Multi-Model Consensus: Why Three Reviewers

The Problem with Single-Model Review (Sonar LLM Leaderboard, Dec 2025):

Even top-tier models have significant blind spots. Per million lines of generated code:

Model	Pass Rate	Weakness	Error Rate
GPT-5.4 High	80.66%	Concurrency errors	470/MLOC (2x others)
Gemini 3.1 Pro	81.72%	Control flow mistakes	200/MLOC (4x best)
Claude Sonnet 4.5	~77%	Resource management leaks	195/MLOC
Opus 4.5 Thinking	Best pass rate	Control flow	55/MLOC (lowest)

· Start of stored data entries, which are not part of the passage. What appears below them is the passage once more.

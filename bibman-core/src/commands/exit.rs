use crate::commands::{Command, CommandOutput};
use crate::error::{BibmanError, Result};
use crate::library::Library;

/// EXIT: stop the command loop
#[derive(Debug, Clone, Copy, PartialEq, Eq)]
pub struct ExitCmd;

impl ExitCmd {
    /// EXIT takes no argument
    pub fn new(argument: Option<&str>) -> Result<Self> {
        match argument.map(str::trim) {
            None | Some("") => Ok(ExitCmd),
            Some(other) => Err(BibmanError::InvalidArgument(format!(
                "EXIT takes no argument, got '{}'",
                other
            ))),
        }
    }

    pub fn validate(argument: Option<&str>) -> Result<bool> {
        match Self::new(argument) {
            Ok(_) => Ok(true),
            Err(BibmanError::InvalidArgument(_)) => Ok(false),
            Err(e) => Err(e),
        }
    }
}

impl Command for ExitCmd {
    fn execute(&self, _library: &mut Library) -> Result<CommandOutput> {
        Ok(CommandOutput::Quit)
    }
}

#[cfg(test)]
mod tests {
    use super::*;

    #[test]
    fn test_exit_takes_no_argument() {
        assert_eq!(ExitCmd::validate(None).unwrap(), true);
        assert_eq!(ExitCmd::validate(Some("now")).unwrap(), false);
    }

    #[test]
    fn test_exit_signals_quit() {
        let mut library = Library::new();
        let output = ExitCmd::new(None).unwrap().execute(&mut library).unwrap();
        assert_eq!(output, CommandOutput::Quit);
    }
}
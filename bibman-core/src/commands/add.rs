use crate::commands::{Command, CommandOutput};
use crate::error::{BibmanError, Result};
use crate::library::Library;
use std::path::PathBuf;

/// ADD: load a JSON book file into the library
#[derive(Debug, Clone, PartialEq, Eq)]
pub struct AddCmd {
    path: PathBuf,
}

impl AddCmd {
    /// The argument must be a non-blank path ending in .json
    pub fn new(argument: Option<&str>) -> Result<Self> {
        let raw = argument.ok_or(BibmanError::MissingArgument)?.trim();
        if raw.is_empty() {
            return Err(BibmanError::InvalidArgument(
                "file path cannot be blank".to_string(),
            ));
        }
        if !raw.ends_with(".json") {
            return Err(BibmanError::InvalidArgument(format!(
                "expected a .json file, got '{}'",
                raw
            )));
        }
        Ok(AddCmd {
            path: PathBuf::from(raw),
        })
    }

    pub fn validate(argument: Option<&str>) -> Result<bool> {
        match Self::new(argument) {
            Ok(_) => Ok(true),
            Err(BibmanError::InvalidArgument(_)) => Ok(false),
            Err(e) => Err(e),
        }
    }
}

impl Command for AddCmd {
    fn execute(&self, library: &mut Library) -> Result<CommandOutput> {
        let added = library.load_file(&self.path)?;
        Ok(CommandOutput::Text(format!(
            "Loaded {} book entries from {}",
            added,
            self.path.display()
        )))
    }
}

#[cfg(test)]
mod tests {
    use super::*;
    use std::fs;

    #[test]
    fn test_missing_argument_is_its_own_error() {
        assert!(matches!(
            AddCmd::new(None),
            Err(BibmanError::MissingArgument)
        ));
    }

    #[test]
    fn test_path_must_end_in_json() {
        assert_eq!(AddCmd::validate(Some("books.json")).unwrap(), true);
        assert_eq!(AddCmd::validate(Some("data/books.json")).unwrap(), true);
        assert_eq!(AddCmd::validate(Some("books.txt")).unwrap(), false);
        assert_eq!(AddCmd::validate(Some("  ")).unwrap(), false);
    }

    #[test]
    fn test_path_may_contain_spaces() {
        assert_eq!(AddCmd::validate(Some("my books.json")).unwrap(), true);
    }

    #[test]
    fn test_execute_loads_and_reports_count() {
        let dir = tempfile::tempdir().unwrap();
        let path = dir.path().join("books.json");
        fs::write(
            &path,
            r#"[{"title": "Dune", "authors": ["Frank Herbert"],
                "rating": 4.6, "year": 1965, "language": "English"},
               {"title": "1984", "authors": ["George Orwell"],
                "rating": 4.5, "year": 1949, "language": "English"}]"#,
        )
        .unwrap();

        let mut library = Library::new();
        let command = AddCmd::new(Some(path.to_str().unwrap())).unwrap();
        let output = command.execute(&mut library).unwrap();

        assert_eq!(
            output,
            CommandOutput::Text(format!("Loaded 2 book entries from {}", path.display()))
        );
        assert_eq!(library.book_data().unwrap().len(), 2);
    }

    #[test]
    fn test_execute_missing_file_leaves_library_unloaded() {
        let mut library = Library::new();
        let command = AddCmd::new(Some("nowhere/books.json")).unwrap();
        assert!(command.execute(&mut library).is_err());
        assert!(library.book_data().is_none());
    }
}
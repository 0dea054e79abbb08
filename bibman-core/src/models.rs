use serde::Deserialize;
use std::fmt;

/// A single book catalogue entry
#[derive(Debug, Clone, PartialEq, Deserialize)]
pub struct BookEntry {
    pub title: String,
    pub authors: Vec<String>,
    pub rating: f32,
    pub year: u16,
    pub language: String,
}

impl BookEntry {
    pub fn new(title: &str, authors: &[&str], rating: f32, year: u16, language: &str) -> Self {
        BookEntry {
            title: title.to_string(),
            authors: authors.iter().map(|a| a.to_string()).collect(),
            rating,
            year,
            language: language.to_string(),
        }
    }

    /// Author names joined with commas, in entry order
    pub fn authors_joined(&self) -> String {
        self.authors.join(", ")
    }
}

impl fmt::Display for BookEntry {
    fn fmt(&self, f: &mut fmt::Formatter<'_>) -> fmt::Result {
        writeln!(f, "{}", self.title)?;
        writeln!(f, "by {}", self.authors_joined())?;
        writeln!(f, "Rating: {:.2}", self.rating)?;
        writeln!(f, "Published: {}", self.year)?;
        write!(f, "Language: {}", self.language)
    }
}

/// The attributes a catalogue can be grouped or pruned by
#[derive(Debug, Clone, Copy, PartialEq, Eq)]
pub enum BookField {
    Title,
    Author,
}

impl BookField {
    pub const ALL: [BookField; 2] = [BookField::Title, BookField::Author];

    /// Symbolic name as it appears in command arguments
    pub fn name(&self) -> &'static str {
        match self {
            BookField::Title => "TITLE",
            BookField::Author => "AUTHOR",
        }
    }

    /// Resolve a field from its exact symbolic name (case-sensitive)
    pub fn from_name(name: &str) -> Option<BookField> {
        BookField::ALL.iter().copied().find(|field| field.name() == name)
    }
}
// Public modules
pub mod commands;
pub mod error;
pub mod grouping;
pub mod io;
pub mod library;
pub mod models;
pub mod sorting;
pub mod validation;

// Re-export commonly used types for convenience
pub use commands::{build, dispatch, Command, CommandOutput, CommandType};
pub use error::{BibmanError, Result};
pub use grouping::{append_to_group, group_by_first_letter, group_titles_by_author};
pub use io::load_book_file;
pub use library::Library;
pub use models::{BookEntry, BookField};
pub use sorting::{normalize_for_sorting, sort_titles, strip_leading_articles};
pub use validation::validate_catalogue;
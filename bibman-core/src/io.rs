use crate::error::{BibmanError, Result};
use crate::models::BookEntry;
use crate::validation::validate_catalogue;
use std::fs;
use std::path::Path;

/// Load book entries from a JSON file
/// The file must hold a JSON array of book objects and pass catalogue validation
pub fn load_book_file<P: AsRef<Path>>(path: P) -> Result<Vec<BookEntry>> {
    let contents = fs::read_to_string(path)?;
    let entries: Vec<BookEntry> = serde_json::from_str(&contents)?;
    validate_catalogue(&entries).map_err(BibmanError::InvalidBookFile)?;
    Ok(entries)
}
use crate::report;
use bibman_core::{dispatch, CommandOutput, Library};
use colored::Colorize;
use std::io::{self, BufRead, Write};

enum LineResult {
    Continue,
    Quit,
    Failed,
}

fn run_line(line: &str, library: &mut Library) -> LineResult {
    match dispatch(line, library) {
        Ok(CommandOutput::Text(text)) => {
            println!("{}", text);
            LineResult::Continue
        }
        Ok(CommandOutput::None) => LineResult::Continue,
        Ok(CommandOutput::Quit) => LineResult::Quit,
        Err(error) => {
            report::print_error(&error, line);
            LineResult::Failed
        }
    }
}

/// Run the interactive prompt until EXIT or end of input
pub fn run(library: &mut Library) -> anyhow::Result<()> {
    let stdin = io::stdin();
    let mut input = String::new();

    loop {
        print!("{} ", "bibman>".cyan().bold());
        io::stdout().flush()?;

        input.clear();
        if stdin.lock().read_line(&mut input)? == 0 {
            break;
        }

        if let LineResult::Quit = run_line(input.trim(), library) {
            break;
        }
    }

    Ok(())
}

/// Execute command lines in order, stopping early at EXIT
/// Returns false if any line failed
pub fn run_script(lines: &[String], library: &mut Library) -> bool {
    let mut ok = true;
    for line in lines {
        match run_line(line, library) {
            LineResult::Quit => break,
            LineResult::Failed => ok = false,
            LineResult::Continue => {}
        }
    }
    ok
}
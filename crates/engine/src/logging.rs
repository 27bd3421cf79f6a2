// SPDX-License-Identifier: BUSL-1.1
// Copyright (c) 2026 Alfred Jean LLC

//! Tracing setup for processes embedding the engine.

use std::path::Path;
use thiserror::Error;
use tracing_appender::non_blocking::WorkerGuard;
use tracing_subscriber::EnvFilter;

use crate::config::Config;
use crate::env;

/// Log file name prefix inside the log directory
pub const LOG_FILE: &str = "frontdesk.log";

#[derive(Debug, Error)]
pub enum LogError {
    #[error("failed to create log directory: {0}")]
    Io(#[from] std::io::Error),
    #[error("invalid log filter '{filter}': {reason}")]
    Filter { filter: String, reason: String },
    #[error("a global tracing subscriber is already installed")]
    AlreadyInstalled,
}

/// Build the filter from `FD_LOG`, quieting dependencies below `warn`.
pub fn build_filter(level: &str) -> Result<EnvFilter, LogError> {
    let directives = format!("warn,fd_core={level},fd_storage={level},fd_engine={level}");
    let directives = if level.contains('=') || level.contains(',') {
        // Full directive string supplied; use it verbatim
        level.to_string()
    } else {
        directives
    };
    EnvFilter::try_new(&directives)
        .map_err(|e| LogError::Filter { filter: directives, reason: e.to_string() })
}

/// Install a non-blocking daily-rolling file subscriber under the state dir.
///
/// The returned guard flushes buffered lines when dropped; hold it for the
/// life of the process.
pub fn init(config: &Config) -> Result<WorkerGuard, LogError> {
    init_in(&config.log_dir(), &env::log_filter())
}

pub fn init_in(log_dir: &Path, level: &str) -> Result<WorkerGuard, LogError> {
    std::fs::create_dir_all(log_dir)?;
    let filter = build_filter(level)?;
    let appender = tracing_appender::rolling::daily(log_dir, LOG_FILE);
    let (writer, guard) = tracing_appender::non_blocking(appender);

    tracing_subscriber::fmt()
        .with_env_filter(filter)
        .with_writer(writer)
        .with_ansi(false)
        .with_target(true)
        .try_init()
        .map_err(|_| LogError::AlreadyInstalled)?;

    tracing::info!(dir = %log_dir.display(), "logging initialized");
    Ok(guard)
}

#[cfg(test)]
#[path = "logging_tests.rs"]
mod tests;
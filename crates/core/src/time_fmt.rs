// SPDX-License-Identifier: BUSL-1.1
// Copyright (c) 2026 Alfred Jean LLC

//! Human-readable durations.

/// Countdown label for an undo toast: `mm:ss`, minutes unbounded.
pub fn format_countdown(secs: u64) -> String {
    format!("{:02}:{:02}", secs / 60, secs % 60)
}

/// Compact elapsed time in the largest whole unit (`45s`, `10m`, `2h`, `3d`).
pub fn format_elapsed(secs: u64) -> String {
    match secs {
        0..=59 => format!("{secs}s"),
        60..=3_599 => format!("{}m", secs / 60),
        3_600..=86_399 => format!("{}h", secs / 3_600),
        _ => format!("{}d", secs / 86_400),
    }
}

Key Insight: Each model excels in different areas and fails in different ways. Multi-model consensus catches what any single model misses.

Research Support:

Hashgraph-Inspired Consensus (2025): Treating each model as a "peer" in a distributed consensus system achieves "blockchain-grade properties of consistency and Byzantine fault tolerance."
Disagreement as Data (Jan 2025): "LLM agents' semantic reasoning similarity robustly differentiates consensus from disagreement and correlates with human coding reliability."

Plan/Architecture Review: The Missing Piece

No major code review tool effectively reviews plans before implementation.

Most tools focus on implementation-level code review:

Syntax errors, linting violations
Bug detection after code is written
Code style compliance

Heavy3 Code Audit uniquely offers pre-implementation validation:

Review Type	Focus	Council Roles
Architecture Design	Patterns, SOLID, separation of concerns	Design Expert (GPT 5.5)
Plan Feasibility	Is this approach realistic? What are the risks?	All three reviewers
Scalability Assessment	Will this scale? What are the bottlenecks?	Scalability Analyst (Gemini 3.1 Pro)
Security Architecture	Threat model, attack surface, auth design	Security Architect (Grok 4)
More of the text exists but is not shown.